Jaber a parlé de la nécessité d’éliminer progressivement les combustibles fossiles là où les émissions ne sont pas captées d’ici le milieu du siècle. Mais il a également déclaré que les pays doivent trouver un terrain d’entente de manière « juste » et « juste » pour ceux qui dépendent encore des combustibles fossiles. Certains diplomates affirment que Jaber devrait et pourrait jouer un rôle de premier plan dans la négociation de cet accord.

Après avoir promis une COP historique, Jaber a remporté un premier succès lorsque, le premier jour, les pays ont signé un fonds doté d’un capital d’amorçage de plusieurs centaines de millions de dollars pour aider les États vulnérables à faire face au changement climatique.

Vendredi, alors que les derniers cycles de négociations sont encore à venir, Jaber a émis une note optimiste. « Il existe un sentiment unique d’élan, un sentiment d’inclusion et un sentiment de volonté et de flexibilité », a-t-il déclaré. « J’ai également le sentiment que quelque chose d’inédit est possible ici à la COP28. »

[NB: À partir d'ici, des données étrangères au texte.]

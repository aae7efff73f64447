//! Per-emitter listener storage.
//!
//! The registry maps event names to listeners in registration order. It never
//! runs callbacks itself: dispatch takes a snapshot of one list and walks it
//! with the registry unborrowed, so callbacks are free to re-enter the
//! emitter. Removed listeners are tombstoned as well as unlinked, which is
//! how an in-flight snapshot learns to skip them.

use std::cell::Cell;
use std::collections::HashMap;
use std::fmt;
use std::rc::Rc;

use crate::count::Count;

use super::handle::{Handle, SubscriptionId};
use super::Emitter;

/// Listener signature: the emitting emitter as context, then the arguments.
pub(crate) type Callback<A> = dyn Fn(&Emitter<A>, &A);

/// One registered listener.
pub(crate) struct Subscription<A> {
    id: SubscriptionId,
    event_name: Rc<str>,
    callback: Box<Callback<A>>,
    remaining: Cell<Count>,
    active: Cell<bool>,
}

impl<A> Subscription<A> {
    pub(crate) const fn id(&self) -> SubscriptionId {
        self.id
    }

    pub(crate) fn event_name(&self) -> &str {
        &self.event_name
    }

    pub(crate) fn is_active(&self) -> bool {
        self.active.get()
    }

    /// Reserves one invocation.
    ///
    /// Returns `None` if the listener was already removed, otherwise whether
    /// this invocation was its last. An exhausted listener is tombstoned here,
    /// before its callback runs, so a reentrant dispatch cannot fire it again.
    pub(crate) fn claim(&self) -> Option<bool> {
        if !self.is_active() {
            return None;
        }
        match self.remaining.get().consume() {
            Some(left) => {
                self.remaining.set(left);
                Some(false)
            }
            None => {
                self.active.set(false);
                Some(true)
            }
        }
    }

    pub(crate) fn invoke(&self, emitter: &Emitter<A>, args: &A) {
        (self.callback)(emitter, args);
    }

    fn cancel(&self) {
        self.active.set(false);
    }
}

impl<A> fmt::Debug for Subscription<A> {
    fn fmt(&self, f: &mut fmt::Formatter<'_>) -> fmt::Result {
        f.debug_struct("Subscription")
            .field("id", &self.id)
            .field("event_name", &self.event_name)
            .field("remaining", &self.remaining.get())
            .field("active", &self.active.get())
            .finish_non_exhaustive()
    }
}

pub(crate) struct Registry<A> {
    events: HashMap<Rc<str>, Vec<Rc<Subscription<A>>>>,
    listener_capacity: usize,
}

impl<A> Registry<A> {
    pub(crate) fn with_capacity(event_capacity: usize, listener_capacity: usize) -> Self {
        Self {
            events: HashMap::with_capacity(event_capacity),
            listener_capacity,
        }
    }

    /// Appends a listener to `event_name`, creating the list if needed.
    ///
    /// Returns the handle and the list's new length.
    pub(crate) fn insert(
        &mut self,
        event_name: &str,
        callback: Box<Callback<A>>,
        count: Count,
    ) -> (Handle, usize) {
        let event_name = match self.events.get_key_value(event_name) {
            Some((key, _)) => Rc::clone(key),
            None => Rc::from(event_name),
        };
        let id = SubscriptionId::new();

        let subscription = Rc::new(Subscription {
            id,
            event_name: Rc::clone(&event_name),
            callback,
            remaining: Cell::new(count),
            active: Cell::new(true),
        });

        let capacity = self.listener_capacity;
        let list = self
            .events
            .entry(Rc::clone(&event_name))
            .or_insert_with(|| Vec::with_capacity(capacity));
        list.push(subscription);
        let len = list.len();

        (Handle::new(id, event_name), len)
    }

    /// Unlinks and tombstones one listener. Missing lists and ids are not errors.
    pub(crate) fn remove(&mut self, event_name: &str, id: SubscriptionId) -> Option<Rc<Subscription<A>>> {
        let list = self.events.get_mut(event_name)?;
        let pos = list.iter().position(|s| s.id == id)?;
        let removed = list.remove(pos);
        removed.cancel();
        if list.is_empty() {
            self.events.remove(event_name);
        }
        Some(removed)
    }

    /// Unlinks and tombstones every listener of one event.
    pub(crate) fn remove_event(&mut self, event_name: &str) -> Vec<Rc<Subscription<A>>> {
        let removed = self.events.remove(event_name).unwrap_or_default();
        removed.iter().for_each(|s| s.cancel());
        removed
    }

    /// Unlinks and tombstones every listener.
    pub(crate) fn clear(&mut self) -> Vec<Rc<Subscription<A>>> {
        let removed: Vec<_> = self.events.drain().flat_map(|(_, list)| list).collect();
        removed.iter().for_each(|s| s.cancel());
        removed
    }

    /// Point-in-time copy of one event's listeners, in registration order.
    pub(crate) fn snapshot(&self, event_name: &str) -> Vec<Rc<Subscription<A>>> {
        self.events.get(event_name).cloned().unwrap_or_default()
    }

    pub(crate) fn contains(&self, event_name: &str, id: SubscriptionId) -> bool {
        self.events
            .get(event_name)
            .is_some_and(|list| list.iter().any(|s| s.id == id))
    }

    pub(crate) fn len(&self, event_name: &str) -> usize {
        self.events.get(event_name).map_or(0, Vec::len)
    }

    pub(crate) fn total(&self) -> usize {
        self.events.values().map(Vec::len).sum()
    }

    pub(crate) fn event_names(&self) -> Vec<String> {
        self.events.keys().map(|k| k.to_string()).collect()
    }
}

Mais malgré les premières promesses de financement et la série d’initiatives commerciales annoncées dès la première semaine, la présidence de Jaber sera finalement jugée selon la possibilité de parvenir à un accord sur un avenir sans combustibles fossiles.

« Quelle que soit la réussite des autres parties de la COP », déclare Stéphane Crouzat, l’ambassadeur français pour le climat, « elle sera complètement éclipsée si nous n’adoptons pas un langage fort sur l’élimination progressive des combustibles fossiles. » Le monde saura la semaine prochaine si le plus haut dirigeant énergétique des Émirats peut conclure son plus gros contrat à ce jour.